Via il divieto di balneazione. Le novità per l'isola non finiscono qui. Nell'ottica di valorizzare a pieno la bellezza del suo mare, sul quale vige il divieto di balneazione, per la prima volta è stato anche avviato un percorso insieme ad Arpat e Regione Toscana per l'inserimento di alcune spiagge della Gorgona nell'elenco nazionale delle spiagge autorizzate alla balneazione.

“Siamo orgogliosi e soddisfatti per l'accordo siglato oggi. Da qui passa il rilancio della Gorgona nel quale questa amministrazione crede e vuole investire - ha dichiarato il sindaco Filippo Nogarin, firmatario del Protocollo, aggiungendo che – Come avevo annunciato anche in occasione della prima vista fatta sull'isola l'anno scorso, vogliamo puntare al rilancio del territorio sotto tutti i punti di vista: riscoperta turistico naturalistica, produzioni agricole e animali, cura del carcere e della sua unicità nell’esecuzione della pena.

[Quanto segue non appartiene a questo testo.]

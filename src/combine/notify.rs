//! Posting the run report back to the triggering MR.

use crate::gitlab::GitLabApi;
use crate::types::CombineTrigger;

/// First line of the note.
pub fn status_line(target_branch: &str, failed: bool) -> String {
    if failed {
        format!("An error occurred during rebase into {target_branch}")
    } else {
        format!("Merge Requests were merged into {target_branch}")
    }
}

/// The note body: status line, then the report in a fenced block.
pub fn compose_note(status: &str, report: &str) -> String {
    format!("{status}\n```\n{report}\n```")
}

/// Posts the report as a single note on the triggering MR.
///
/// Never retried: a failed post is logged and the report is lost. Returns
/// whether a note was posted.
pub async fn post_report<A: GitLabApi>(
    api: &A,
    trigger: CombineTrigger,
    status: &str,
    report: Option<String>,
) -> bool {
    let Some(report) = report else {
        tracing::warn!(
            project = %trigger.project,
            request = %trigger.request,
            "nothing to report"
        );
        return false;
    };

    let note = compose_note(status, &report);
    match api.create_note(trigger.project, trigger.request, &note).await {
        Ok(()) => {
            tracing::info!(
                project = %trigger.project,
                request = %trigger.request,
                "report posted"
            );
            true
        }
        Err(e) => {
            tracing::error!(
                project = %trigger.project,
                request = %trigger.request,
                status = ?e.status(),
                error = %e,
                "failed to post report"
            );
            false
        }
    }
}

Attività impensabili senza collegamenti regolari come quelli che oggi vengono finalmente assicurati e che vanno a sanare una situazione che, oltre agli abitanti dell’isola, penalizzava il territorio stesso che da paradiso naturale, visitabile da appassionati di trekking e scolaresche, si era trasformato in un'oasi irraggiungibile. La ricchezza della Gorgona invece non deve andare perduta” ha concluso il primo cittadino.

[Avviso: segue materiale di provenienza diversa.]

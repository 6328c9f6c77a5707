//! Publishing the rebuilt target branch.

use std::path::Path;

use super::{GitResult, GitRunner, run_checked};

/// Force-pushes `target_branch` to `origin`.
///
/// The target branch is rebuilt from scratch on every run, so the remote copy
/// is always overwritten.
pub fn force_push<G: GitRunner + ?Sized>(
    git: &G,
    workdir: &Path,
    target_branch: &str,
) -> GitResult<()> {
    run_checked(git, workdir, &["push", "origin", target_branch, "--force"])?;
    Ok(())
}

I firmatari del protocollo. Firmatari del Protocollo d’Intesa sono, oltre al sindaco Filippo Nogarin, Giampiero Sammuri (Presidente Ente Nazionale Arcipelago Toscano) e Santina Savoc (Direttrice Casa Circondariale di Livorno).  Presente alla sottoscrizione del documento l’assessore al turismo Nicola Perullo che ha seguito tutto il percorso per arrivare al Protocollo e il consigliere dell'Ente Parco Stefano Feri.

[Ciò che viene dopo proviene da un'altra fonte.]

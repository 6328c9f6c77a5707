//! A local bare repository standing in for a GitLab project.
//!
//! The bare repo is the "origin" a workspace clones from. A separate seed
//! working copy publishes commits to `main` and MR heads under
//! `refs/merge-requests/<iid>/head`, the way GitLab exposes them.

use std::path::{Path, PathBuf};

use tempfile::TempDir;

use super::{CommitIdentity, GitRunner, SystemGit, run_checked};

pub struct RemoteFixture {
    dir: TempDir,
    git: SystemGit,
}

impl RemoteFixture {
    pub fn new() -> Self {
        let dir = TempDir::new().unwrap();
        let git = SystemGit::new(CommitIdentity {
            name: "Test".to_string(),
            email: "test@test.com".to_string(),
        });
        let fixture = RemoteFixture { dir, git };

        let root = fixture.dir.path();
        run_checked(&fixture.git, root, &["init", "--bare", "-b", "main", "remote.git"]).unwrap();

        let seed = fixture.seed();
        std::fs::create_dir_all(&seed).unwrap();
        run_checked(&fixture.git, &seed, &["init", "-b", "main"]).unwrap();
        std::fs::write(seed.join("README.md"), "# Test").unwrap();
        run_checked(&fixture.git, &seed, &["add", "."]).unwrap();
        run_checked(&fixture.git, &seed, &["commit", "-m", "Initial commit"]).unwrap();
        run_checked(&fixture.git, &seed, &["remote", "add", "origin", &fixture.url()]).unwrap();
        run_checked(&fixture.git, &seed, &["push", "origin", "main"]).unwrap();

        fixture
    }

    pub fn git(&self) -> SystemGit {
        self.git.clone()
    }

    /// Clone URL of the bare repository.
    pub fn url(&self) -> String {
        self.bare().to_string_lossy().into_owned()
    }

    fn bare(&self) -> PathBuf {
        self.dir.path().join("remote.git")
    }

    fn seed(&self) -> PathBuf {
        self.dir.path().join("seed")
    }

    fn commit_file(&self, file: &str, content: &str, message: &str) {
        let seed = self.seed();
        std::fs::write(seed.join(file), content).unwrap();
        run_checked(&self.git, &seed, &["add", "."]).unwrap();
        run_checked(&self.git, &seed, &["commit", "-m", message]).unwrap();
    }

    /// Adds a commit to the remote default branch.
    pub fn commit_to_main(&self, file: &str, content: &str) {
        let seed = self.seed();
        run_checked(&self.git, &seed, &["checkout", "main"]).unwrap();
        self.commit_file(file, content, &format!("Update {file}"));
        run_checked(&self.git, &seed, &["push", "origin", "main"]).unwrap();
    }

    /// Force-pushes a replacement for the tip commit of the remote `main`.
    pub fn rewrite_main(&self, file: &str, content: &str) {
        let seed = self.seed();
        run_checked(&self.git, &seed, &["checkout", "main"]).unwrap();
        run_checked(&self.git, &seed, &["reset", "--hard", "HEAD~1"]).unwrap();
        self.commit_file(file, content, &format!("Rewrite {file}"));
        run_checked(&self.git, &seed, &["push", "--force", "origin", "main"]).unwrap();
    }

    /// Publishes an MR head branched off the current remote `main`.
    pub fn publish_mr(&self, iid: u64, file: &str, content: &str) {
        let seed = self.seed();
        let source = format!("source-{iid}");
        run_checked(&self.git, &seed, &["checkout", "-B", &source, "main"]).unwrap();
        self.commit_file(file, content, &format!("Change for MR {iid}"));
        let refspec = format!("HEAD:refs/merge-requests/{iid}/head");
        run_checked(&self.git, &seed, &["push", "--force", "origin", &refspec]).unwrap();
        run_checked(&self.git, &seed, &["checkout", "main"]).unwrap();
    }

    /// Resolves `rev` inside `repo`.
    pub fn rev(&self, repo: &Path, rev: &str) -> String {
        run_checked(&self.git, repo, &["rev-parse", rev])
            .unwrap()
            .output
            .trim()
            .to_string()
    }

    pub fn current_branch(&self, repo: &Path) -> String {
        run_checked(&self.git, repo, &["rev-parse", "--abbrev-ref", "HEAD"])
            .unwrap()
            .output
            .trim()
            .to_string()
    }

    /// Whether `branch` exists on the remote.
    pub fn has_branch(&self, branch: &str) -> bool {
        let local_ref = format!("refs/heads/{branch}");
        self.git
            .run(&self.bare(), &["rev-parse", "--verify", "--quiet", &local_ref])
            .unwrap()
            .is_success()
    }

    /// First-parent commit subjects on a remote branch, tip first.
    pub fn subjects(&self, branch: &str) -> Vec<String> {
        run_checked(
            &self.git,
            &self.bare(),
            &["log", "--first-parent", "--format=%s", branch],
        )
            .unwrap()
            .output
            .lines()
            .map(str::to_string)
            .collect()
    }
}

L'isola di Gorgona.  Nel mare di fronte a Livorno, a 37 chilometri dalla costa, ma ancora parte del territorio comunale, si trova l'Isola di Gorgona, che con i suoi 220 ettari è la più piccola dell'Arcipelago Toscano. Insieme alle isole di Capraia, Pianosa, Elba, Giglio, Giannutri e Montecristo costituisce il Parco Nazionale dell'Arcipelago Toscano, nato per tutelarne i loro ambienti naturali di grande valore culturale e scientifico. Prevalentemente montuosa e ricca di vegetazione tipica della macchia mediterranea, è attualmente sede di una colonia penale, realizzata come succursale di quella di Pianosa nel 1869. Percorrendo la linea della costa, si incontrano suggestive insenature e baie come la Costa dei Gabbiani o la Cala Scirocco dove si apre la Grotta del Bue Marino, un tempo rifugio di foche monache. Sull'isola, ancora incontaminata, si trovano due belle fortezze: la Medicea e la Pisana. Più in alto è situata Villa Margherita, costruita sui resti di antichissimi insediamenti etruschi e romani.